Con riferimento a ciò che è successo nella Regione del Kurdistan, dove a un movimento di protesta di massa, scaturito dalla mobilitazione di studenti, le autorità hanno risposto con metodi violenti, similmente a quanto accaduto nella Rivolta di ottobre, appare evidente che la repressione sia diventata un modus operandi condiviso dalle autorità, siano esse del Kurdistan o dell’Iraq federale. Così i manifestanti sono regolarmente esposti a violenza eccessiva da parte dei servizi di sicurezza, oltre che vittime di arresti, sparizioni forzate e minacce, tutti indicatori che sono fonte di preoccupazione. Perciò, chi si rifugia nella regione del Kurdistan per sfuggire alla brutalità del governo del centro e nel sud del paese non è veramente al sicuro dal pericolo dell’autorità quando si mobilita per la difesa dei diritti umani.

I metodi brutali e repressivi della polizia non si limitano a un governo soltanto.

Nel corso di un difficile processo politico, nessuna forma di stato chiara è stata prodotta fino alla preparazione di questo rapporto. Il mancato rispetto degli standard democratici nazionali e dei diritti dei cittadini è diventato una malattia cronica, i cui sintomi sono la soppressione delle libertà e la presa di mira degli attivisti in tutti i settori della società civile, specialmente i difensori dei diritti umani. Le richieste dei manifestanti di ottobre e gli obiettivi per cui questi sono scesi in piazza – e per cui molti si sono sacrificati – sono stati aggirati. Il governo ha promulgato una legge elettorale che ha approfondito le divisioni interne e si è mossa con essa, acuendo il settarismo politico e la frammentazione regionale e tribale, limitando ulteriormente la libertà di scelta dei cittadini. Il conflitto ha preso una nuova piega in seguito ai risultati delle elezioni e a causa degli effetti imprevisti della nuove legge elettorale, come dimostrano i dati sull’affluenza, che è stata inferiore al 25% del totale degli aventi diritto al voto. Il 50% degli elettori ha infatti deciso di boicottare le elezioni, mentre un altro 25% si è astenuto perché non convinto che le elezioni rispondessero al cambiamento richiesto dalla mobilitazione di massa. Nel frattempo sono emerse molte divisioni politiche, e con esse molti conflitti per la spartizione del potere e per l’ottenimento del monopolio – anche della violenza – da parte dei diversi partiti. Questi si sono trasformati in vere e proprie dittature nelle rispettive aree di influenza, attraverso:

  • L’arresto di chiunque esprima pubblicamente un’opinione critica o contrastante a quella dei partiti, sui social media;
  • Le uccisioni di attivisti in tutto il paese;
  • Le proteste delle forze che sono uscite perdenti dalle elezioni, che hanno occupato per oltre due mesi zone sensibili di Baghdad e altre province irachene, costituendo la ragione per imbracciare le armi;
  • Il dominio indiretto, in tutti i governatorati, delle milizie affiliate ai partiti sulle decisioni politiche ed economiche;
  • L’uso delle agenzie di stato e delle istituzioni per gli interessi di queste forze, a dispetto dell’interesse pubblico.

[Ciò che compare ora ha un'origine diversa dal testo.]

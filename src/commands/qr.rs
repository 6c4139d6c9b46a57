use crate::commands::share::{self, Resolved};
use crate::layout::Breakpoint;
use qrcode::render::svg;
use qrcode::{EcLevel, QrCode};
use serde::{Deserialize, Serialize};

pub const MAX_CORNER_RADIUS: u8 = 25;

#[derive(Debug, thiserror::Error)]
pub enum Error {
    #[error("Qr encoding error {0}")]
    Encode(#[from] qrcode::types::QrError),
}

// we must manually implement serde::Serialize
impl serde::Serialize for Error {
    fn serialize<S>(&self, serializer: S) -> Result<S::Ok, S::Error>
    where
        S: serde::ser::Serializer,
    {
        serializer.serialize_str(self.to_string().as_ref())
    }
}

#[derive(Copy, Clone, Debug, PartialEq, Eq, Deserialize, Serialize)]
#[serde(rename_all = "lowercase")]
pub enum QrStyle {
    Dots,
    Squares,
    Rounded,
}

#[derive(Clone, Debug, PartialEq, Deserialize, Serialize)]
pub struct QrOptions {
    pub foreground: String,
    pub background: String,
    pub style: QrStyle,
    /// Eye rounding, clamped to `0..=25`.
    pub corner_radius: u8,
    pub show_logo: bool,
    pub logo_url: Option<String>,
}

impl Default for QrOptions {
    fn default() -> Self {
        QrOptions {
            foreground: "#000000".to_string(),
            background: "#FFFFFF".to_string(),
            style: QrStyle::Dots,
            corner_radius: 0,
            show_logo: true,
            logo_url: None,
        }
    }
}

/// Everything a shell needs to draw the code: the rendered SVG plus the
/// overlay parameters it applies on top.
#[derive(Clone, Debug, Serialize)]
pub struct QrPayload {
    pub svg: String,
    pub size: u32,
    pub style: QrStyle,
    pub logo_url: Option<String>,
    pub logo_size: u32,
    pub outer_eye_radius: u8,
    pub inner_eye_radius: u8,
}

/// What a scanned payload turned out to be.
#[derive(Clone, Debug, PartialEq, Eq)]
pub enum ScanOutcome {
    /// Navigate to this profile.
    Profile(String),
    /// Offer the raw string as a generic external link.
    External(String),
    /// Nothing usable; the scanner keeps scanning.
    Rearm,
}

/// Encodes a share URL at error-correction level H so the embedded logo
/// does not break scan reliability. The side length follows the viewport
/// tier the way the profile screen sizes its code.
pub fn encode(value: &str, options: &QrOptions, breakpoint: Breakpoint) -> Result<QrPayload, Error> {
    let (size, logo_size) = if breakpoint >= Breakpoint::Md {
        (220, 50)
    } else {
        (200, 40)
    };
    let code = QrCode::with_error_correction_level(value.as_bytes(), EcLevel::H)?;
    let svg = code
        .render::<svg::Color>()
        .min_dimensions(size, size)
        .quiet_zone(true)
        .dark_color(svg::Color(&options.foreground))
        .light_color(svg::Color(&options.background))
        .build();
    let corner_radius = options.corner_radius.min(MAX_CORNER_RADIUS);
    Ok(QrPayload {
        svg,
        size,
        style: options.style,
        logo_url: if options.show_logo {
            options.logo_url.clone()
        } else {
            None
        },
        logo_size,
        outer_eye_radius: corner_radius,
        inner_eye_radius: corner_radius / 2,
    })
}

/// Classifies a scanned payload. Malformed or empty input never errors;
/// the scanner simply re-arms.
pub fn scan(raw: &str) -> ScanOutcome {
    match share::resolve(raw) {
        Resolved::Profile(id) => ScanOutcome::Profile(id),
        Resolved::External(url) => ScanOutcome::External(url),
        Resolved::Landing | Resolved::Invalid => ScanOutcome::Rearm,
    }
}

#[cfg(test)]
mod tests {
    use super::*;

    #[test]
    fn encode_renders_svg_with_the_chosen_colors() {
        let options = QrOptions::default();
        let payload = encode(
            "https://nexia.naveennuwantha.lk/viewprofile/42",
            &options,
            Breakpoint::Xs,
        )
        .expect("payload");
        assert!(payload.svg.starts_with("<?xml"));
        assert!(payload.svg.contains("#000000"));
        assert!(payload.svg.contains("#FFFFFF"));
        assert_eq!(payload.size, 200);
        assert_eq!(payload.logo_size, 40);
    }

    #[test]
    fn wide_viewports_get_the_larger_tier() {
        let payload = encode("nexia://viewprofile/42", &QrOptions::default(), Breakpoint::Lg)
            .expect("payload");
        assert_eq!(payload.size, 220);
        assert_eq!(payload.logo_size, 50);
    }

    #[test]
    fn corner_radius_is_clamped() {
        let options = QrOptions {
            corner_radius: 80,
            ..QrOptions::default()
        };
        let payload = encode("nexia://viewprofile/42", &options, Breakpoint::Xs).expect("payload");
        assert_eq!(payload.outer_eye_radius, 25);
        assert_eq!(payload.inner_eye_radius, 12);
    }

    #[test]
    fn hiding_the_logo_drops_it_from_the_payload() {
        let options = QrOptions {
            show_logo: false,
            logo_url: Some("https://nexia.example/avatar.jpg".to_string()),
            ..QrOptions::default()
        };
        let payload = encode("nexia://viewprofile/42", &options, Breakpoint::Xs).expect("payload");
        assert_eq!(payload.logo_url, None);
    }

    #[test]
    fn scanning_legacy_and_canonical_links_agree() {
        let canonical = scan("https://nexia.example/viewprofile/42");
        let legacy = scan("https://nexia.example/public-profile/42");
        assert_eq!(canonical, legacy);
        assert_eq!(canonical, ScanOutcome::Profile("42".to_string()));
    }

    #[test]
    fn unknown_payloads_become_external_links() {
        assert_eq!(
            scan("https://random.example/page"),
            ScanOutcome::External("https://random.example/page".to_string())
        );
    }

    #[test]
    fn empty_payloads_rearm_the_scanner() {
        assert_eq!(scan(""), ScanOutcome::Rearm);
        assert_eq!(scan("   "), ScanOutcome::Rearm);
        assert_eq!(scan("https://nexia.example/viewprofile/"), ScanOutcome::Rearm);
    }
}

Sulla base di quanto detto finora, chiunque discuta, esprima o pubblichi una richiesta o la rivendicazione di un diritto diventa un bersaglio e un nemico di queste forze e dei loro apparati, siano essi di governo o para-statali. Per questo motivo i difensori dei diritti umani sono impegnati nella ricerca di nuovi modi, da un lato, per sostenere le voci dissenzienti e per promuovere la difesa dei diritti di tutti i cittadini iracheni, dall’altra, per proteggere se stessi e le proprie famiglie.

La libertà propagandata dalle autorità non è che uno specchietto per le allodole per mostrarsi agli occhi del mondo come difensori dei diritti umani, mentre, nei fatti, le prigioni sono piene di cittadini e attivisti della società civile dissenzienti e i casi di sparizioni forzate e uccisioni sono una drammatica realtà.

Le sfide che i difensori dei diritti umani devono affrontare sono sempre le stesse: subiscono ancora severe restrizioni alla propria libertà e non possono divulgare casi di violazione dei diritti umani. Inoltre, i risultati delle elezioni indicano che nei prossimi quattro anni non ci saranno miglioramenti, dal momento che i partiti islamisti, forti delle proprie milizie, hanno nuovamente conquistato la maggioranza dei seggi in parlamento, il che non promette nulla di buono per il futuro dei difensori dei diritti umani.